How easy are your services to access?

The brain fog and fatigue that accompany many illnesses also means that organisations need to consider how easy these services are to understand and access. Being ill can involve so much medical paperwork, workplaces can really help reduce the strain on employees by making their policies, procedures and support easy to understand.

We did a big piece of work at the Royal Mail, for example, where we process-mapped every single health process in the business across many disciplines including H&S, HR, Reward, OH, and others. This was so we understood exactly how they worked, how some overlapped, what needed improving and which needed communicating.

Of course, not all employers can afford to offer employee benefit packages but having a knowledge of other support to signpost employees to is vital. For instance, ‘Access to Work’ is a service all employers should know about.

What a good return to work programme looks like

A good return to work programme will be flexible, designed with the support of occupational health, the employee and the employer. It recognises that a textbook eight weeks of increasing hours every week in a systematic way will not be for everyone. For fluctuating illnesses, where you have good and bad days and weeks, flexibility is needed.

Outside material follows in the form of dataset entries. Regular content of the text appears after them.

//! Message envelopes exchanged over a session channel.
//!
//! # Message Flow
//!
//! 1. Controller sends a [`Request`] carrying a fresh `id` and a [`Command`]
//! 2. Context executes the command and answers with a [`Response`] echoing the `id`
//! 3. Context may also emit [`Event`]s at any time; they carry no `id`
//!
//! Exactly one of [`Response::result`] and [`Response::error`] is set.

use serde::{Deserialize, Serialize};
use serde_json::Value;

use crate::command::{Backend, Command};
use crate::snapshot::Snapshot;
use crate::value::{Record, SqlValue};

/// Command envelope sent to a context.
#[derive(Debug, Clone, PartialEq, Serialize, Deserialize)]
pub struct Request {
	/// Unique (per channel) request id, echoed by the response.
	pub id: u32,
	pub command: Command,
}

/// Successful outcome of a command.
#[derive(Debug, Clone, PartialEq, Serialize, Deserialize)]
#[serde(tag = "type", rename_all = "camelCase")]
pub enum Reply {
	/// Database opened; `message` says which backend was chosen.
	Created { message: String, backend: Backend },
	/// Value-only rows of `executeQuery`, in step order.
	QueryResult { rows: Vec<Vec<SqlValue>> },
	/// Column-tagged records of `prepareStatement`, in step order.
	StatementResult { records: Vec<Record> },
	/// Snapshot imported and opened as the current database.
	Imported { message: String, size: u64 },
	/// Full image of the current database.
	SnapshotBlob {
		#[serde(rename = "bytes")]
		snapshot: Snapshot,
	},
	/// Database handle closed (or there was none).
	Closed,
	/// Context told to exit. Acknowledged by the controller itself, since
	/// contexts never answer `terminate`.
	Terminated,
}

impl Reply {
	/// Wire tag of this reply, for diagnostics.
	pub fn kind(&self) -> &'static str {
		match self {
			Reply::Created { .. } => "created",
			Reply::QueryResult { .. } => "queryResult",
			Reply::StatementResult { .. } => "statementResult",
			Reply::Imported { .. } => "imported",
			Reply::SnapshotBlob { .. } => "snapshotBlob",
			Reply::Closed => "closed",
			Reply::Terminated => "terminated",
		}
	}
}

/// Classification of a failure reported by a context.
#[derive(Debug, Clone, Copy, PartialEq, Eq, Hash, Serialize, Deserialize)]
pub enum ErrorKind {
	/// Durable storage was required but the context runs on the transient backend.
	StorageUnsupported,
	/// Uploaded image was empty or not a database.
	ImportError,
	/// A constraint (unique, foreign key, check, ...) failed.
	EngineConstraintViolation,
	/// The engine ran out of memory while exporting.
	OutOfMemoryOnExport,
	/// The command needs an open database and none is open.
	NoDatabase,
	/// Any other engine failure (syntax errors, bind mismatches, I/O).
	Engine,
	/// The request itself could not be understood.
	Protocol,
}

impl ErrorKind {
	pub fn as_str(self) -> &'static str {
		match self {
			ErrorKind::StorageUnsupported => "StorageUnsupported",
			ErrorKind::ImportError => "ImportError",
			ErrorKind::EngineConstraintViolation => "EngineConstraintViolation",
			ErrorKind::OutOfMemoryOnExport => "OutOfMemoryOnExport",
			ErrorKind::NoDatabase => "NoDatabase",
			ErrorKind::Engine => "Engine",
			ErrorKind::Protocol => "Protocol",
		}
	}
}

impl std::fmt::Display for ErrorKind {
	fn fmt(&self, f: &mut std::fmt::Formatter<'_>) -> std::fmt::Result {
		f.write_str(self.as_str())
	}
}

/// Typed failure of a command.
#[derive(Debug, Clone, PartialEq, Eq, Serialize, Deserialize)]
pub struct ErrorPayload {
	pub kind: ErrorKind,
	pub message: String,
}

impl ErrorPayload {
	pub fn new(kind: ErrorKind, message: impl Into<String>) -> Self {
		Self {
			kind,
			message: message.into(),
		}
	}
}

/// Answer to a [`Request`].
#[derive(Debug, Clone, PartialEq, Serialize, Deserialize)]
pub struct Response {
	/// Request id this response correlates to.
	pub id: u32,
	#[serde(default, skip_serializing_if = "Option::is_none")]
	pub result: Option<Reply>,
	#[serde(default, skip_serializing_if = "Option::is_none")]
	pub error: Option<ErrorPayload>,
}

impl Response {
	pub fn ok(id: u32, reply: Reply) -> Self {
		Self {
			id,
			result: Some(reply),
			error: None,
		}
	}

	pub fn err(id: u32, error: ErrorPayload) -> Self {
		Self {
			id,
			result: None,
			error: Some(error),
		}
	}

	/// Folds the envelope back into a `Result`.
	pub fn into_result(self) -> Result<Reply, ErrorPayload> {
		match (self.result, self.error) {
			(_, Some(error)) => Err(error),
			(Some(reply), None) => Ok(reply),
			(None, None) => Err(ErrorPayload::new(
				ErrorKind::Protocol,
				"response carries neither result nor error",
			)),
		}
	}
}

/// Unsolicited notification from a context, routed by kind.
#[derive(Debug, Clone, PartialEq, Serialize, Deserialize)]
#[serde(tag = "event", rename_all = "camelCase")]
pub enum Event {
	/// The context finished its work loop and is going away.
	Terminated { name: String },
}

/// Discriminated union of messages read by the controller.
#[derive(Debug, Clone, Serialize, Deserialize)]
#[serde(untagged)]
pub enum Message {
	/// Response message (has `id` field)
	Response(Response),
	/// Event message (has `event` field)
	Event(Event),
	/// Unknown message type (forward-compatible catch-all)
	Unknown(Value),
}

Long Covid has hundreds of associated symptoms which is one of the challenges with understanding and treating it. Mental health issues can be a symptom as well as a result of the condition, but everyone is different.

The trauma lives on

For many of us, we won’t forget the trauma of being left at home during the first weeks of the pandemic unable to breathe and the stress that comes with heart palpitations, fatigue, neurological and muscular issues and so on. You’re often mourning the life you had before the illness and this can inevitably can lead to anxiety and depression in some people.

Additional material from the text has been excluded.